What the exercise asks ▸ Copying each record below exactly is the whole task.

Source material ▸

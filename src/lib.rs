pub mod cli;
pub mod color;
pub mod config;
pub mod error;
pub mod pipeline;
pub mod preview;
pub mod repository;
pub mod theme;
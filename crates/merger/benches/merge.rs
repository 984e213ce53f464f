use criterion::{criterion_group, criterion_main, Criterion};
use rand::{Rng, SeedableRng};
use rand_chacha::ChaCha20Rng;
use rankmerge::{Item, Merger, SortedList};

fn lists(n_lists: usize, per_list: usize) -> Vec<SortedList<Item>> {
    let mut rng = ChaCha20Rng::seed_from_u64(42);
    let mut index = 0u32;
    (0..n_lists)
        .map(|_| {
            (0..per_list)
                .map(|_| {
                    index += 1;
                    Item::new("benchmark item", index, rng.gen_range(0..1000))
                })
                .collect()
        })
        .collect()
}

fn merge(c: &mut Criterion) {
    let lists = lists(16, 10_000);

    c.bench_function("merge first page", |bench| {
        bench.iter(|| {
            let merger = Merger::new(&lists, true);
            merger.window(0, 50).len()
        });
    });

    c.bench_function("merge all", |bench| {
        bench.iter(|| {
            let merger = Merger::new(&lists, true);
            merger.get(merger.len() - 1);
        });
    });

    c.bench_function("scroll merged", |bench| {
        let merger = Merger::new(&lists, true);
        merger.get(merger.len() - 1);

        bench.iter(|| {
            // Everything is merged, only cache reads
            let mut i = 0;
            while i < merger.len() {
                merger.get(i);
                i += 97;
            }
        });
    });

    c.bench_function("concat", |bench| {
        let merger = Merger::new(&lists, false);
        bench.iter(|| merger.get(merger.len() / 2).index());
    });
}

criterion_group!(benches, merge);
criterion_main!(benches);
mod input;
mod logging;
mod options;

use std::{
    io::{self, BufWriter, Write},
    ops::Deref,
    path::PathBuf,
    process,
};

use argh::FromArgs;
use rankmerge::{Item, Merger};

#[derive(FromArgs)]
/// Merge locally ranked result lists into one globally ranked list.
/// Input lines are of form `<points>\t<text>`, lower points rank first.
struct Cli {
    /// input files, one result list per file, stdin if none
    #[argh(positional)]
    files: Vec<PathBuf>,

    /// pool the input and split it to this many worker lists
    #[argh(option, short = 'w')]
    workers: Option<usize>,

    /// concatenate lists in input order instead of merging by rank
    #[argh(switch, short = 'u')]
    unsorted: bool,

    /// reverse the unsorted output
    #[argh(switch)]
    tac: bool,

    /// global position of the first item to print
    #[argh(option, short = 'o', default = "0")]
    offset: usize,

    /// number of items to print, 0 prints all
    #[argh(option, short = 'n')]
    count: Option<usize>,

    /// configuration file
    #[argh(option, short = 'c')]
    config: Option<PathBuf>,

    /// turn debugging information on
    #[argh(switch, short = 'd')]
    debug: bool,
}

fn main() {
    let cli: Cli = argh::from_env();

    if let Err(e) = run(cli) {
        log::error!("{e:?}");
        eprintln!("rmerge: {e:?}");
        process::exit(1);
    }
}

fn run(cli: Cli) -> anyhow::Result<()> {
    let mut opts = options::read_config(cli.config.as_deref())?;
    if let Some(workers) = cli.workers {
        opts.workers = workers;
    }
    if let Some(count) = cli.count {
        opts.count = count;
    }
    opts.sorted &= !cli.unsorted;
    opts.tac |= cli.tac;

    logging::setup(cli.debug, &opts.log_file)?;
    log::info!("Starting with {opts:?}");

    let mut lists = input::read_lists(&cli.files)?;
    if opts.workers > 0 {
        lists = input::split(lists, opts.workers);
    }

    let stdout = io::stdout();
    let mut out = BufWriter::new(stdout.lock());

    if opts.sorted {
        let lists = input::sort_lists(lists);
        print(&lists, &opts, cli.offset, &mut out)?;
    } else {
        print(&lists, &opts, cli.offset, &mut out)?;
    }

    out.flush()?;
    Ok(())
}

fn print<L, W>(
    lists: &[L],
    opts: &options::Options,
    offset: usize,
    out: &mut W,
) -> anyhow::Result<()>
where
    L: Deref<Target = [Item]>,
    W: Write,
{
    let merger = Merger::new(lists, opts.sorted).tac(opts.tac);
    let count = if opts.count == 0 {
        merger.len()
    } else {
        opts.count
    };

    for item in merger.window(offset, count) {
        writeln!(out, "{}\t{}", item.points(), item.text())?;
    }

    log::info!(
        "Printed window {offset}+{count} of {} items, merged {}",
        merger.len(),
        merger.realized()
    );
    Ok(())
}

Exercise result ▸
filename src/lib.rs
pub mod cli;
pub mod color;
pub mod config;
pub mod error;
pub mod pipeline;
pub mod preview;
pub mod repository;
pub mod theme;
filename crates/merger/benches/merge.rs
repository 984e213ce53f464f
use criterion::{criterion_group, criterion_main, Criterion};
use rand::{Rng, SeedableRng};
use rand_chacha::ChaCha20Rng;
use rankmerge::{Item, Merger, SortedList};

fn lists(n_lists: usize, per_list: usize) -> Vec<SortedList<Item>> {
    let mut rng = ChaCha20Rng::seed_from_u64(42);
    let mut index = 0u32;
    (0..n_lists)
        .map(|_| {
            (0..per_list)
                .map(|_| {
                    index += 1;
                    Item::new("benchmark item", index, rng.gen_range(0..1000))
                })
                .collect()
        })
        .collect()
}

fn merge(c: &mut Criterion) {
    let lists = lists(16, 10_000);

    c.bench_function("merge first page", |bench| {
        bench.iter(|| {
            let merger = Merger::new(&lists, true);
            merger.window(0, 50).len()
        });
    });

    c.bench_function("merge all", |bench| {
        bench.iter(|| {
            let merger = Merger::new(&lists, true);
            merger.get(merger.len() - 1);
        });
    });

    c.bench_function("scroll merged", |bench| {
        let merger = Merger::new(&lists, true);
        merger.get(merger.len() - 1);

        bench.iter(|| {
            // Everything is merged, only cache reads
            let mut i = 0;
            while i < merger.len() {
                merger.get(i);
                i += 97;
            }
        });
    });

    c.bench_function("concat", |bench| {
        let merger = Merger::new(&lists, false);
        bench.iter(|| merger.get(merger.len() / 2).index());
    });
}

criterion_group!(benches, merge);
criterion_main!(benches);
mod input;
mod logging;
mod options;

use std::{
    io::{self, BufWriter, Write},
    ops::Deref,
    path::PathBuf,
    process,
};

use argh::FromArgs;
use rankmerge::{Item, Merger};

#[derive(FromArgs)]
/// Merge locally ranked result lists into one globally ranked list.
/// Input lines are of form `<points>\t<text>`, lower points rank first.
struct Cli {
    /// input files, one result list per file, stdin if none
    #[argh(positional)]
    files: Vec<PathBuf>,

    /// pool the input and split it to this many worker lists
    #[argh(option, short = 'w')]
    workers: Option<usize>,

    /// concatenate lists in input order instead of merging by rank
    #[argh(switch, short = 'u')]
    unsorted: bool,

    /// reverse the unsorted output
    #[argh(switch)]
    tac: bool,

    /// global position of the first item to print
    #[argh(option, short = 'o', default = "0")]
    offset: usize,

    /// number of items to print, 0 prints all
    #[argh(option, short = 'n')]
    count: Option<usize>,

    /// configuration file
    #[argh(option, short = 'c')]
    config: Option<PathBuf>,

    /// turn debugging information on
    #[argh(switch, short = 'd')]
    debug: bool,
}

fn main() {
    let cli: Cli = argh::from_env();

    if let Err(e) = run(cli) {
        log::error!("{e:?}");
        eprintln!("rmerge: {e:?}");
        process::exit(1);
    }
}

fn run(cli: Cli) -> anyhow::Result<()> {
    let mut opts = options::read_config(cli.config.as_deref())?;
    if let Some(workers) = cli.workers {
        opts.workers = workers;
    }
    if let Some(count) = cli.count {
        opts.count = count;
    }
    opts.sorted &= !cli.unsorted;
    opts.tac |= cli.tac;

    logging::setup(cli.debug, &opts.log_file)?;
    log::info!("Starting with {opts:?}");

    let mut lists = input::read_lists(&cli.files)?;
    if opts.workers > 0 {
        lists = input::split(lists, opts.workers);
    }

    let stdout = io::stdout();
    let mut out = BufWriter::new(stdout.lock());

    if opts.sorted {
        let lists = input::sort_lists(lists);
        print(&lists, &opts, cli.offset, &mut out)?;
    } else {
        print(&lists, &opts, cli.offset, &mut out)?;
    }

    out.flush()?;
    Ok(())
}

fn print<L, W>(
    lists: &[L],
    opts: &options::Options,
    offset: usize,
    out: &mut W,
) -> anyhow::Result<()>
where
    L: Deref<Target = [Item]>,
    W: Write,
{
    let merger = Merger::new(lists, opts.sorted).tac(opts.tac);
    let count = if opts.count == 0 {
        merger.len()
    } else {
        opts.count
    };

    for item in merger.window(offset, count) {
        writeln!(out, "{}\t{}", item.points(), item.text())?;
    }

    log::info!(
        "Printed window {offset}+{count} of {} items, merged {}",
        merger.len(),
        merger.realized()
    );
    Ok(())
}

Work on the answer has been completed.